> **Dataset excerpts**:
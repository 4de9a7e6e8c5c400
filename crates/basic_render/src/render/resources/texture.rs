//! Texture descriptors and trackers
//!
//! The texture manager hands out [`StaticTexture`] and [`DynamicTexture`]
//! trackers wrapped in `Rc`. It only keeps a `Weak` to each tracker, so once
//! the application drops its last `Rc` the next garbage collection pass can
//! start counting down the native texture's defer window.

use std::cell::Cell;
use std::fmt;
use std::rc::Rc;

use bitflags::bitflags;
use image::RgbaImage;

use crate::foundation::collections::Handle;
use crate::render::api::{NativeDevice, NativeTextureHandle};
use crate::render::{RenderError, RenderResult, RenderSystemEvent};

/// Size in pixels
#[derive(Debug, Clone, Copy, PartialEq, Eq, Hash, Default)]
pub struct PxExtent2D {
    /// Width in pixels
    pub width: u32,
    /// Height in pixels
    pub height: u32,
}

impl PxExtent2D {
    /// Zero sized extent
    pub const EMPTY: Self = Self { width: 0, height: 0 };

    /// Create an extent
    pub const fn new(width: u32, height: u32) -> Self {
        Self { width, height }
    }

    /// True if either dimension is zero
    pub const fn is_empty(&self) -> bool {
        self.width == 0 || self.height == 0
    }
}

/// Pixel layout of raw texture content
#[derive(Debug, Clone, Copy, PartialEq, Eq, Hash)]
pub enum PixelFormat {
    /// 8 bit RGBA
    R8G8B8A8Unorm,
    /// 8 bit BGRA
    B8G8R8A8Unorm,
    /// 8 bit RGB
    R8G8B8Unorm,
    /// Single 8 bit channel
    R8Unorm,
}

impl PixelFormat {
    /// Bytes used by one pixel
    pub const fn bytes_per_pixel(self) -> u32 {
        match self {
            Self::R8G8B8A8Unorm | Self::B8G8R8A8Unorm => 4,
            Self::R8G8B8Unorm => 3,
            Self::R8Unorm => 1,
        }
    }
}

/// Sampling hint passed to the backend
#[derive(Debug, Clone, Copy, PartialEq, Eq, Hash, Default)]
pub enum TextureFilterHint {
    /// Nearest neighbour sampling
    Nearest,
    /// Linear sampling
    #[default]
    Smooth,
}

bitflags! {
    /// Texture creation flags
    #[derive(Debug, Clone, Copy, PartialEq, Eq, Hash)]
    pub struct TextureFlags: u32 {
        /// Generate a mip chain after upload
        const GENERATE_MIPMAPS = 0x01;
    }
}

/// Borrowed view over texel content
#[derive(Debug, Clone, Copy)]
pub struct RawTexture<'a> {
    /// Size in pixels
    pub extent_px: PxExtent2D,
    /// Pixel format of `content`
    pub format: PixelFormat,
    /// Bytes per row
    pub stride: u32,
    /// Texel bytes, row by row
    pub content: &'a [u8],
}

impl<'a> RawTexture<'a> {
    /// Create a view over tightly packed rows
    ///
    /// A row too wide for a `u32` stride saturates and fails [`Self::validate`].
    pub fn new(extent_px: PxExtent2D, format: PixelFormat, content: &'a [u8]) -> Self {
        Self {
            extent_px,
            format,
            stride: extent_px.width.saturating_mul(format.bytes_per_pixel()),
            content,
        }
    }

    /// View an in-memory RGBA image
    pub fn from_rgba_image(image: &'a RgbaImage) -> Self {
        let (width, height) = image.dimensions();
        Self::new(PxExtent2D::new(width, height), PixelFormat::R8G8B8A8Unorm, image.as_raw())
    }

    /// Check that extent, stride and content agree
    pub fn validate(&self) -> RenderResult<()> {
        if self.extent_px.is_empty() {
            return Err(RenderError::InvalidArgument(format!(
                "texture extent must be non-empty, got {}x{}",
                self.extent_px.width, self.extent_px.height
            )));
        }
        let row_bytes = u64::from(self.extent_px.width) * u64::from(self.format.bytes_per_pixel());
        if u64::from(self.stride) < row_bytes {
            return Err(RenderError::InvalidArgument(format!(
                "texture stride {} is smaller than a row ({} bytes)",
                self.stride, row_bytes
            )));
        }
        let required = u64::from(self.stride) * u64::from(self.extent_px.height - 1) + row_bytes;
        if (self.content.len() as u64) < required {
            return Err(RenderError::InvalidArgument(format!(
                "texture content has {} bytes, {} required",
                self.content.len(),
                required
            )));
        }
        Ok(())
    }
}

/// Handle of a texture owned by the texture manager
#[derive(Debug, Clone, Copy, PartialEq, Eq, Hash, PartialOrd, Ord)]
pub struct TextureHandle(pub Handle);

/// Tracker for an immutable texture
#[derive(Debug)]
pub struct StaticTexture {
    handle: TextureHandle,
    extent_px: PxExtent2D,
    native: NativeTextureHandle,
    destroyed: Cell<bool>,
}

impl StaticTexture {
    pub(crate) const fn new(handle: TextureHandle, extent_px: PxExtent2D, native: NativeTextureHandle) -> Self {
        Self {
            handle,
            extent_px,
            native,
            destroyed: Cell::new(false),
        }
    }

    /// Manager handle
    pub const fn handle(&self) -> TextureHandle {
        self.handle
    }

    /// Size in pixels
    pub const fn extent_px(&self) -> PxExtent2D {
        self.extent_px
    }

    /// Native handle, `None` once the manager destroyed it
    pub fn native_handle(&self) -> Option<NativeTextureHandle> {
        (!self.destroyed.get()).then_some(self.native)
    }

    pub(crate) fn mark_destroyed(&self) {
        self.destroyed.set(true);
    }
}

/// Connection between a dynamic texture tracker and its native storage
///
/// Shared by the tracker and the manager record. Once the manager destroys the
/// native texture the link stays around but refuses updates.
pub struct DynamicTextureLink {
    device: Rc<dyn NativeDevice>,
    native: NativeTextureHandle,
    extent_px: Cell<PxExtent2D>,
    destroyed: Cell<bool>,
}

impl DynamicTextureLink {
    pub(crate) fn new(device: Rc<dyn NativeDevice>, native: NativeTextureHandle, extent_px: PxExtent2D) -> Self {
        Self {
            device,
            native,
            extent_px: Cell::new(extent_px),
            destroyed: Cell::new(false),
        }
    }

    /// Current size in pixels
    pub fn extent_px(&self) -> PxExtent2D {
        self.extent_px.get()
    }

    /// Native handle, `None` once destroyed
    pub fn native_handle(&self) -> Option<NativeTextureHandle> {
        (!self.destroyed.get()).then_some(self.native)
    }

    /// True once the native texture has been released
    pub fn is_destroyed(&self) -> bool {
        self.destroyed.get()
    }

    fn set_data(&self, texture: &RawTexture<'_>, filter: TextureFilterHint, flags: TextureFlags) -> RenderResult<()> {
        if self.destroyed.get() {
            return Err(RenderError::UsageError(
                "dynamic texture was destroyed, it can no longer be updated".to_string(),
            ));
        }
        self.device.update_texture(self.native, texture, filter, flags)?;
        self.extent_px.set(texture.extent_px);
        Ok(())
    }

    pub(crate) fn on_render_system_event(&self, event: RenderSystemEvent) {
        if !self.destroyed.get() {
            self.device.on_dynamic_texture_event(self.native, event);
        }
    }

    pub(crate) fn destroy(&self) {
        if !self.destroyed.replace(true) {
            self.device.destroy_texture(self.native);
        }
    }
}

impl fmt::Debug for DynamicTextureLink {
    fn fmt(&self, f: &mut fmt::Formatter<'_>) -> fmt::Result {
        f.debug_struct("DynamicTextureLink")
            .field("native", &self.native)
            .field("extent_px", &self.extent_px.get())
            .field("destroyed", &self.destroyed.get())
            .finish()
    }
}

/// Tracker for a texture whose content can be replaced
#[derive(Debug)]
pub struct DynamicTexture {
    handle: TextureHandle,
    link: Rc<DynamicTextureLink>,
}

impl DynamicTexture {
    pub(crate) const fn new(handle: TextureHandle, link: Rc<DynamicTextureLink>) -> Self {
        Self { handle, link }
    }

    /// Manager handle
    pub const fn handle(&self) -> TextureHandle {
        self.handle
    }

    /// Current size in pixels
    pub fn extent_px(&self) -> PxExtent2D {
        self.link.extent_px()
    }

    /// Native handle, `None` once the manager destroyed it
    pub fn native_handle(&self) -> Option<NativeTextureHandle> {
        self.link.native_handle()
    }

    /// Replace the texture content
    ///
    /// The extent may change. Fails with `UsageError` if the native texture
    /// was already force-destroyed.
    pub fn set_data(&self, texture: &RawTexture<'_>, filter: TextureFilterHint, flags: TextureFlags) -> RenderResult<()> {
        texture.validate()?;
        self.link.set_data(texture, filter, flags)
    }
}

/// Either kind of texture tracker
#[derive(Debug, Clone)]
pub enum Texture2D {
    /// Immutable texture
    Static(Rc<StaticTexture>),
    /// Updatable texture
    Dynamic(Rc<DynamicTexture>),
}

impl Texture2D {
    /// Manager handle
    pub fn handle(&self) -> TextureHandle {
        match self {
            Self::Static(texture) => texture.handle(),
            Self::Dynamic(texture) => texture.handle(),
        }
    }

    /// Current size in pixels
    pub fn extent_px(&self) -> PxExtent2D {
        match self {
            Self::Static(texture) => texture.extent_px(),
            Self::Dynamic(texture) => texture.extent_px(),
        }
    }

    /// Native handle if it is still alive
    pub fn native_handle(&self) -> Option<NativeTextureHandle> {
        match self {
            Self::Static(texture) => texture.native_handle(),
            Self::Dynamic(texture) => texture.native_handle(),
        }
    }

    /// True for the dynamic variant
    pub const fn is_dynamic(&self) -> bool {
        matches!(self, Self::Dynamic(_))
    }

    /// True if both refer to the same tracker
    pub fn ptr_eq(&self, other: &Self) -> bool {
        match (self, other) {
            (Self::Static(lhs), Self::Static(rhs)) => Rc::ptr_eq(lhs, rhs),
            (Self::Dynamic(lhs), Self::Dynamic(rhs)) => Rc::ptr_eq(lhs, rhs),
            _ => false,
        }
    }
}

impl From<Rc<StaticTexture>> for Texture2D {
    fn from(texture: Rc<StaticTexture>) -> Self {
        Self::Static(texture)
    }
}

impl From<Rc<DynamicTexture>> for Texture2D {
    fn from(texture: Rc<DynamicTexture>) -> Self {
        Self::Dynamic(texture)
    }
}
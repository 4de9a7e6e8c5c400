//! Per-frame data passed from the render system to the backend

use nalgebra::Matrix4;

use crate::render::resources::PxExtent2D;

/// Information supplied when a frame begins
#[derive(Debug, Clone, Copy, PartialEq, Eq, Default)]
pub struct BeginFrameInfo {
    /// Index of the frame-in-flight slot this frame records into
    pub frame_index: u32,
}

impl BeginFrameInfo {
    /// Create frame info for the given in-flight slot
    pub const fn new(frame_index: u32) -> Self {
        Self { frame_index }
    }
}

/// Information needed to (re)create swapchain dependent resources
#[derive(Debug, Clone, Copy, PartialEq, Eq, Default)]
pub struct DependentCreateInfo {
    /// Size of the presentation surface in pixels
    pub extent_px: PxExtent2D,
}

impl DependentCreateInfo {
    /// Create dependent info for a surface of the given size
    pub const fn new(extent_px: PxExtent2D) -> Self {
        Self { extent_px }
    }
}

/// Camera matrices bound with `cmd_set_camera`
#[derive(Debug, Clone, Copy, PartialEq)]
pub struct CameraInfo {
    /// Object to world transform
    pub world: Matrix4<f32>,
    /// World to view transform
    pub view: Matrix4<f32>,
    /// View to clip transform
    pub projection: Matrix4<f32>,
}

impl CameraInfo {
    /// Create camera info from the three matrices
    pub const fn new(world: Matrix4<f32>, view: Matrix4<f32>, projection: Matrix4<f32>) -> Self {
        Self {
            world,
            view,
            projection,
        }
    }

    /// Combined world-view-projection matrix
    pub fn world_view_projection(&self) -> Matrix4<f32> {
        self.projection * self.view * self.world
    }
}

impl Default for CameraInfo {
    fn default() -> Self {
        Self::new(Matrix4::identity(), Matrix4::identity(), Matrix4::identity())
    }
}

#[cfg(test)]
mod tests {
    use super::*;
    use nalgebra::Vector3;

    #[test]
    fn test_default_camera_is_identity() {
        assert_eq!(CameraInfo::default().world_view_projection(), Matrix4::identity());
    }

    #[test]
    fn test_world_view_projection_order() {
        let world = Matrix4::new_translation(&Vector3::new(1.0, 0.0, 0.0));
        let view = Matrix4::new_nonuniform_scaling(&Vector3::new(2.0, 2.0, 2.0));
        let camera = CameraInfo::new(world, view, Matrix4::identity());

        let point = camera.world_view_projection().transform_point(&nalgebra::Point3::origin());
        assert_eq!(point, nalgebra::Point3::new(2.0, 0.0, 0.0));
    }
}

> **Task to complete**: Your task is to copy every line of the entries that contains the string "slot".

> **Reply**:
    /// Index of the frame-in-flight slot this frame records into
    /// Create frame info for the given in-flight slot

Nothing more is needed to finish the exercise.